───── Data to use ─────

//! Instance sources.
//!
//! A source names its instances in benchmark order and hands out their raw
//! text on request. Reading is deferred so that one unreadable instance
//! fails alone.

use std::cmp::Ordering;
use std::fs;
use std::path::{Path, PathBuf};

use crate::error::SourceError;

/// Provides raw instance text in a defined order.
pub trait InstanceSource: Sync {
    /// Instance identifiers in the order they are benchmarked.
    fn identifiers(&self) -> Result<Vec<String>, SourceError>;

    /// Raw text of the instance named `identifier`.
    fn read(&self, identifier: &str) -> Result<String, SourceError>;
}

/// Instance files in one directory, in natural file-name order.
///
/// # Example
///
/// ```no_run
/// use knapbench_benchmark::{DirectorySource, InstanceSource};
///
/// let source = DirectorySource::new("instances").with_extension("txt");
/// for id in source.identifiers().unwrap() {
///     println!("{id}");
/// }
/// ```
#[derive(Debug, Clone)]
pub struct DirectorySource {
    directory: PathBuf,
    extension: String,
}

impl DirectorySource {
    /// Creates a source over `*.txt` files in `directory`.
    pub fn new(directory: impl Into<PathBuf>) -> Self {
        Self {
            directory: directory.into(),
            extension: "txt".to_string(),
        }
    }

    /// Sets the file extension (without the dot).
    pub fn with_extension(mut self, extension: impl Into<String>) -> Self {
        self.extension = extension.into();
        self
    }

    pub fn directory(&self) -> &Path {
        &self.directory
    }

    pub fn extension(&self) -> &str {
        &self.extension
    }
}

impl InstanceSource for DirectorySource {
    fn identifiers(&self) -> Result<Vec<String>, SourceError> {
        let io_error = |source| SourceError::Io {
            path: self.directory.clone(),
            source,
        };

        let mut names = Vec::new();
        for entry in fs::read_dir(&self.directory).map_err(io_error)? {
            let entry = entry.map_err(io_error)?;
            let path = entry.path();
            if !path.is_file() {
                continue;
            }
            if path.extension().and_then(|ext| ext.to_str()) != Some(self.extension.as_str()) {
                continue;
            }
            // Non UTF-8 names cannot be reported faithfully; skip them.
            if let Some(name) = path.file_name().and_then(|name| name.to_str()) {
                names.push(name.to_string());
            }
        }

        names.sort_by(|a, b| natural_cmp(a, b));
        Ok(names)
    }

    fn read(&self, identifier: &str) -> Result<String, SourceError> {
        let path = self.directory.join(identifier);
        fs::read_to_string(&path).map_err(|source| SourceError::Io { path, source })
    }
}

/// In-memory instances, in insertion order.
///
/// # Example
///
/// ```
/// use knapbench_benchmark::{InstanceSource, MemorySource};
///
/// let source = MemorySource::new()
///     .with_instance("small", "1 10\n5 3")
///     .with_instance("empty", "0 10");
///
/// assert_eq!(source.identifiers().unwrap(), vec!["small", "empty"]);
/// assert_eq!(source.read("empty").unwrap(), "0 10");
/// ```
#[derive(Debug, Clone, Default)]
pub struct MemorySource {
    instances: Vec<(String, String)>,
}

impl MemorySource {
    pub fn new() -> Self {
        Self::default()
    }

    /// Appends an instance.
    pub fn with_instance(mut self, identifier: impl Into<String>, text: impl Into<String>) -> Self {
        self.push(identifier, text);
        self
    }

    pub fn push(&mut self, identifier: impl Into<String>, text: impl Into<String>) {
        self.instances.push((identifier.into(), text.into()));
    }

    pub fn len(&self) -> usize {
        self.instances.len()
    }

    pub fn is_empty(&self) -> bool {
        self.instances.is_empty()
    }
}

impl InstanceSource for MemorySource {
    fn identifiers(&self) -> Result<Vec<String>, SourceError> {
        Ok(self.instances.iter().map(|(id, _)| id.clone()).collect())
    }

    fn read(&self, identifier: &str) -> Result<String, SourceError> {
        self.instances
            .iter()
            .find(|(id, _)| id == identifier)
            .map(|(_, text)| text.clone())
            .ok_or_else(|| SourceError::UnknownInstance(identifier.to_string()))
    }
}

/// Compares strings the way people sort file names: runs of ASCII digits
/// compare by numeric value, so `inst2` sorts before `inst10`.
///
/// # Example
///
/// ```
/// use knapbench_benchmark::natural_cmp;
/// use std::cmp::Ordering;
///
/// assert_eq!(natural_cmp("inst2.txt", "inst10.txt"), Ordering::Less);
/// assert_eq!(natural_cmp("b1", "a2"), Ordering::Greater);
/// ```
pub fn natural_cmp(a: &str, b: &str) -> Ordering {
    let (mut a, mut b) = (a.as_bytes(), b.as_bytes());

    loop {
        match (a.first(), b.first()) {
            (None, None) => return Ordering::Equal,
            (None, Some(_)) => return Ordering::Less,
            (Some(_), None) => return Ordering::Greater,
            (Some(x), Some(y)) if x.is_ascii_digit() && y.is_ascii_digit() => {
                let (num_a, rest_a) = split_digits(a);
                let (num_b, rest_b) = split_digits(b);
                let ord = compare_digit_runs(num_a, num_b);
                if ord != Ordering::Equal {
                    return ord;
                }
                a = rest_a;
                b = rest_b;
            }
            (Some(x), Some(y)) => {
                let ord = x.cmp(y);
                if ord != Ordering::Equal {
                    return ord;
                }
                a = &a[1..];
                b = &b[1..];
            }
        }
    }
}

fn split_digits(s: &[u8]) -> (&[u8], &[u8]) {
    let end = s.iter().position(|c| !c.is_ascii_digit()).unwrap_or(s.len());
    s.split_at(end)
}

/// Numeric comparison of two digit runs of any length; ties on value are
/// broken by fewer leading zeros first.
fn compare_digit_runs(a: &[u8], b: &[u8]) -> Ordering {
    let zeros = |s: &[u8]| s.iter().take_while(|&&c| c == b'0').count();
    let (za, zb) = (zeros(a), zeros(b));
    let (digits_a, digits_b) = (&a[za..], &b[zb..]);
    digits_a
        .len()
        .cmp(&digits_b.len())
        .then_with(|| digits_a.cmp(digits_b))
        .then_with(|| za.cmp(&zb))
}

─────
───── Data to use ─────

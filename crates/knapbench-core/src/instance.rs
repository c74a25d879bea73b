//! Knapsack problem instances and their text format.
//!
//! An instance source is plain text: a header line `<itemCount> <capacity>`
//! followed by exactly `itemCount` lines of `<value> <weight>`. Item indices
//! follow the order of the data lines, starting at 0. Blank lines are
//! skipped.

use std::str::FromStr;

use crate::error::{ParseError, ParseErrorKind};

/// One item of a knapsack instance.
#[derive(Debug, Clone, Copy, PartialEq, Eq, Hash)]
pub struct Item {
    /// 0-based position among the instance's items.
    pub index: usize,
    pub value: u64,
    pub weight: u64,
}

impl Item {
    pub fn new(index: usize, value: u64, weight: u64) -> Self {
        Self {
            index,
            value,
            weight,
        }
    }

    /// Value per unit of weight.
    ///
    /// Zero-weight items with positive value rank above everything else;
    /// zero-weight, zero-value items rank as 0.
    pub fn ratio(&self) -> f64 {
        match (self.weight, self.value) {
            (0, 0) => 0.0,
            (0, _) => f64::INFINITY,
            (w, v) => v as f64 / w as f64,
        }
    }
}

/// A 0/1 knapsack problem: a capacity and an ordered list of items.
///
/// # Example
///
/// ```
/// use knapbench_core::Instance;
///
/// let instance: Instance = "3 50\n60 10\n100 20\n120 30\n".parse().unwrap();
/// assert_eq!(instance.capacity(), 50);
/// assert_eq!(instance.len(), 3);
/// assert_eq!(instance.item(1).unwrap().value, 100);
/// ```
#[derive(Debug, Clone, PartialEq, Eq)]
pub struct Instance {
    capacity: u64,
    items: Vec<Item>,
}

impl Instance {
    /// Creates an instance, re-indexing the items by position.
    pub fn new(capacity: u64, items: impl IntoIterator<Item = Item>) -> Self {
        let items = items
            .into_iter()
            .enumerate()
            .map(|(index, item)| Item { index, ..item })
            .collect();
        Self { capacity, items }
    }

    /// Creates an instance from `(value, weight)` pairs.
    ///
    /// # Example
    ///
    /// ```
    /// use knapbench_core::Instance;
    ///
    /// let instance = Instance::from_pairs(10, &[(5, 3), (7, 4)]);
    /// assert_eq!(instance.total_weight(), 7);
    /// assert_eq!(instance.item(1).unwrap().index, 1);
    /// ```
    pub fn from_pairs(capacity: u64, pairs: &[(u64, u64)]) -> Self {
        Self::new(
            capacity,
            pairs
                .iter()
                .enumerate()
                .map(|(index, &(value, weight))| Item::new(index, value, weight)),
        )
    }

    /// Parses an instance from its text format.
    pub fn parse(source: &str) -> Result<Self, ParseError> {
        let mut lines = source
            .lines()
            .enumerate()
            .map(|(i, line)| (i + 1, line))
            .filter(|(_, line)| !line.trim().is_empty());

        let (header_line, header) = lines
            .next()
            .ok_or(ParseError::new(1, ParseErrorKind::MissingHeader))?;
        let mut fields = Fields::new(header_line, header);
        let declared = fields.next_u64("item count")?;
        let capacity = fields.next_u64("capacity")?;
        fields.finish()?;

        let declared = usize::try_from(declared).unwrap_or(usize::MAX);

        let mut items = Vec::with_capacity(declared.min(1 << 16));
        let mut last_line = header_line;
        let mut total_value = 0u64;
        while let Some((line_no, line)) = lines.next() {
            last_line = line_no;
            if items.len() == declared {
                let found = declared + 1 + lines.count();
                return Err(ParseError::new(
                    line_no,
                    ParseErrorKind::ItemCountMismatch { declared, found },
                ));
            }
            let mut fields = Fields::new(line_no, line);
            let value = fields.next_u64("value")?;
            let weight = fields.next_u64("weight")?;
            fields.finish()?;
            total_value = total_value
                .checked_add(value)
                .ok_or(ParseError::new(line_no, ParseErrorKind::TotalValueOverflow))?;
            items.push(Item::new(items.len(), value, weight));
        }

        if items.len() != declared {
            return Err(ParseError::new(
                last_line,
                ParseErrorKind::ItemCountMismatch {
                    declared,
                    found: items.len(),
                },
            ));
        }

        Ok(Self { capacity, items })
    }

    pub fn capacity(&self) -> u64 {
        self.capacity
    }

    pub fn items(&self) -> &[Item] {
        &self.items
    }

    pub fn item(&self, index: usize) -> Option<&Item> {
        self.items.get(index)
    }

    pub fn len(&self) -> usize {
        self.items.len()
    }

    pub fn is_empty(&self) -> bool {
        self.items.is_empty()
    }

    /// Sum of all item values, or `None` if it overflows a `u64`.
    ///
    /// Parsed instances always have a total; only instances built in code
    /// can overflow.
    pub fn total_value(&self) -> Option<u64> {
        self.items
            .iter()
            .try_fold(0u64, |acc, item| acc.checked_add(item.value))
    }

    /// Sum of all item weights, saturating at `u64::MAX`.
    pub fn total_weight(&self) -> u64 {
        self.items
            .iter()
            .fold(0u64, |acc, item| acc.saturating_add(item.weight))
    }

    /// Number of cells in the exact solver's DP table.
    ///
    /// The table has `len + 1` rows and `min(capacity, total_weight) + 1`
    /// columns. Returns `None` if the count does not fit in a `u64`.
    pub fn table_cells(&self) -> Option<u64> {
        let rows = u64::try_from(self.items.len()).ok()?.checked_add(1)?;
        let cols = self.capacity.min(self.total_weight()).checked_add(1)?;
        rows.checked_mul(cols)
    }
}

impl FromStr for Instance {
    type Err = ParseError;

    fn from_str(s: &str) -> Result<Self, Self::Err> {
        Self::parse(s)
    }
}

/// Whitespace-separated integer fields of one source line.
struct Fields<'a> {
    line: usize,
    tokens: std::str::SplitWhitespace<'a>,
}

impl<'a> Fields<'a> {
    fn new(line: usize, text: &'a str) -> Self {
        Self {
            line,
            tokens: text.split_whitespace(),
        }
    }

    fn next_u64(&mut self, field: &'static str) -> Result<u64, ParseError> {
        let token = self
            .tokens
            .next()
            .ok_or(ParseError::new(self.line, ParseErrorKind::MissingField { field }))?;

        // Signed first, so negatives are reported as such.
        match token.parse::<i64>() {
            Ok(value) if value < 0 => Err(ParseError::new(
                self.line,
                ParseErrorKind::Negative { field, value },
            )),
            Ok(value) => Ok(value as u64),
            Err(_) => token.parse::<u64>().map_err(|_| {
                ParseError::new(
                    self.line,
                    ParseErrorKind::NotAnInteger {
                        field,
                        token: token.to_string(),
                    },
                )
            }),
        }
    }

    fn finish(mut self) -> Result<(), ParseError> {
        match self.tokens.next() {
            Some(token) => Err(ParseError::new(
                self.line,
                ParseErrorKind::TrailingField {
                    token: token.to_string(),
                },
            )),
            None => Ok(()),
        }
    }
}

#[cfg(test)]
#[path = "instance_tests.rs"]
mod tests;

─────

Task prompt | Pull out every line of the entries that includes the word "FromStr".

Written reply |
use std::str::FromStr;
impl FromStr for Instance {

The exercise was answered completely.